**TASK**. Using the entries below, show all lines with the string "value".

**DATA IN THIS EXERCISE**.

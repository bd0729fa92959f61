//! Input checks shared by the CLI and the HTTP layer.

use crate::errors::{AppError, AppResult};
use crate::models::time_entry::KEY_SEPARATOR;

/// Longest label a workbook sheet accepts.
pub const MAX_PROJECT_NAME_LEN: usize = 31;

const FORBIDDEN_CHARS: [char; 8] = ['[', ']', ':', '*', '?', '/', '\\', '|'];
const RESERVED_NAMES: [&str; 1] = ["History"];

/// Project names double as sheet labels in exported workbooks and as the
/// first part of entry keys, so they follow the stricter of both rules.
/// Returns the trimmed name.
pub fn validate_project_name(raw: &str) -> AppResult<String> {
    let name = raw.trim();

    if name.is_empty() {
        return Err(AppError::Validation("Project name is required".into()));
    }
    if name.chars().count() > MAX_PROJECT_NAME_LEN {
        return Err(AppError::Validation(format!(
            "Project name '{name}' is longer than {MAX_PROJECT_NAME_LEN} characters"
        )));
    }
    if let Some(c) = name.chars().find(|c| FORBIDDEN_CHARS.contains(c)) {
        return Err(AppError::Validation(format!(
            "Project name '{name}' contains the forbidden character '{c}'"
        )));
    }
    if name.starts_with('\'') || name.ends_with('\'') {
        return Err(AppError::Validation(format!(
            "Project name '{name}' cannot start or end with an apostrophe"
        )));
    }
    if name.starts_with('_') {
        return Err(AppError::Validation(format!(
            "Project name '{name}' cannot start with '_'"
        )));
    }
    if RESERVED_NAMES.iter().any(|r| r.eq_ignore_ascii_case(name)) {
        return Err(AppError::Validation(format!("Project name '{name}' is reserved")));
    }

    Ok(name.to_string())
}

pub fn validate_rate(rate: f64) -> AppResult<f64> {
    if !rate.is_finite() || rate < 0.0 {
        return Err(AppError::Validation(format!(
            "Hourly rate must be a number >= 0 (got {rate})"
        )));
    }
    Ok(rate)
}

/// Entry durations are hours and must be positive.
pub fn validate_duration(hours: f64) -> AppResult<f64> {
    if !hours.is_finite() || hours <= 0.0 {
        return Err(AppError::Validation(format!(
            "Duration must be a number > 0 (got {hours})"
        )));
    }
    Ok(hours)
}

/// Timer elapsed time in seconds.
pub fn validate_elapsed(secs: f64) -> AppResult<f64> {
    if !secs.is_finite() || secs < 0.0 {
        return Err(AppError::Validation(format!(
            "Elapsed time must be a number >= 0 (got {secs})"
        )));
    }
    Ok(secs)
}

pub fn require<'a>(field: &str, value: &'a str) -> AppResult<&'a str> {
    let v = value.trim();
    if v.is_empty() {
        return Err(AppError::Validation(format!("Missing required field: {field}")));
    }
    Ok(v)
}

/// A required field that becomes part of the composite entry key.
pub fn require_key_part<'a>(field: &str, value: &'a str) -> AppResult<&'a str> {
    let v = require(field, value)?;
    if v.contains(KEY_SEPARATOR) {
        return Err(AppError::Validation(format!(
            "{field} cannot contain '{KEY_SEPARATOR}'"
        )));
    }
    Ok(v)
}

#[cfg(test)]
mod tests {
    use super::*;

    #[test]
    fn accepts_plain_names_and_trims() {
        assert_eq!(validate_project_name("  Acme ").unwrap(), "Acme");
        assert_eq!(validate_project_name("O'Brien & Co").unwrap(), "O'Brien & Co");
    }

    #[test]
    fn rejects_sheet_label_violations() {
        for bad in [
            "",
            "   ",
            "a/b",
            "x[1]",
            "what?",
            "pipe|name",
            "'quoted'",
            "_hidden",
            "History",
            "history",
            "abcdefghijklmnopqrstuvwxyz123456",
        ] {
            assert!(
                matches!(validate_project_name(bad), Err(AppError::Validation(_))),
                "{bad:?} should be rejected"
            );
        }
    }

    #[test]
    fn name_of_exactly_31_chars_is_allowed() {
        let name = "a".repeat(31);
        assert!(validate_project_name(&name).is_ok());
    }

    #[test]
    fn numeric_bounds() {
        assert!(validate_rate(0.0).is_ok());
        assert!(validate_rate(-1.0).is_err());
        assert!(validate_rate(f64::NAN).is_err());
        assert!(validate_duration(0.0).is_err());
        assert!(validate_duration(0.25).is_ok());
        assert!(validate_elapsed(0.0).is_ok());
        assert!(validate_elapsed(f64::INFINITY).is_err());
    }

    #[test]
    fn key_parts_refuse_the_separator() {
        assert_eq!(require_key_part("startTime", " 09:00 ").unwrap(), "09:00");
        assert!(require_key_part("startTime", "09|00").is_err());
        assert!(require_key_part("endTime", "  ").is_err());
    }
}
...
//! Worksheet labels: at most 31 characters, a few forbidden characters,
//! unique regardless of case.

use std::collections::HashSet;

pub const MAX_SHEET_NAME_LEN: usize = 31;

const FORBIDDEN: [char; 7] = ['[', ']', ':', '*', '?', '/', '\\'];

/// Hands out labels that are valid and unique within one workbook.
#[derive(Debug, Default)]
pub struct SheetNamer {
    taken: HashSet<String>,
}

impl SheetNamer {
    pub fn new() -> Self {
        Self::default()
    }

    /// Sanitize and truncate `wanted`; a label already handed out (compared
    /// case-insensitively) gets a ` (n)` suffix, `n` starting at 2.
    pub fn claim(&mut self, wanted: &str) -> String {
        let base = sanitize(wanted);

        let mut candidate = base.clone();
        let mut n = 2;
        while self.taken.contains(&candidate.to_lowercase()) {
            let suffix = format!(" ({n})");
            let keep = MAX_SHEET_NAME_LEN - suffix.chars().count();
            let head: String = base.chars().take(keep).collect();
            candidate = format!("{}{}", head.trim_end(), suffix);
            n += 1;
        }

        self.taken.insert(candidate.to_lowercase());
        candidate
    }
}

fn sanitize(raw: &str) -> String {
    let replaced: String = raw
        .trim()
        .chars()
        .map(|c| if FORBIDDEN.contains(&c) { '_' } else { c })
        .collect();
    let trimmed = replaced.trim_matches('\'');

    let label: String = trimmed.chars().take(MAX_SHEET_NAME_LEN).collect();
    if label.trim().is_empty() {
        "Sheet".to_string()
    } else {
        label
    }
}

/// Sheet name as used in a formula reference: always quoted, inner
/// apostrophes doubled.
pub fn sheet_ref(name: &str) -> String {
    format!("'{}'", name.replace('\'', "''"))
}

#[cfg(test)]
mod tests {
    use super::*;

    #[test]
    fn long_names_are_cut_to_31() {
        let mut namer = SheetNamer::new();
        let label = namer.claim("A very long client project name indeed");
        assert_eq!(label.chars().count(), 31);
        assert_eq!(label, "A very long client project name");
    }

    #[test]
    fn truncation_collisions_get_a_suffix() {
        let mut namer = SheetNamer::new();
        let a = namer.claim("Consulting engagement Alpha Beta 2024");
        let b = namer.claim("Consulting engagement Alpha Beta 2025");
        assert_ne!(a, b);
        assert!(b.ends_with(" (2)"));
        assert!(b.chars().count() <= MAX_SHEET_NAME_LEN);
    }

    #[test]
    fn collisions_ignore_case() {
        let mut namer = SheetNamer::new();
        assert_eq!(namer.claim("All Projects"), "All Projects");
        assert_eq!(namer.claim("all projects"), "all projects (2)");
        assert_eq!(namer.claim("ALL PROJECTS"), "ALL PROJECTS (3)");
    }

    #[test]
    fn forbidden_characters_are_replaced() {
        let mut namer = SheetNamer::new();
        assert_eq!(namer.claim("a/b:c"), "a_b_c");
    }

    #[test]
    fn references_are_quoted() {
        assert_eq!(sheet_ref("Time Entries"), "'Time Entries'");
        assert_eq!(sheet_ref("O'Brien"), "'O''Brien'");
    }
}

**SOLUTION FOR THIS EXERCISE**.
pub fn require<'a>(field: &str, value: &'a str) -> AppResult<&'a str> {
    let v = value.trim();
pub fn require_key_part<'a>(field: &str, value: &'a str) -> AppResult<&'a str> {
    let v = require(field, value)?;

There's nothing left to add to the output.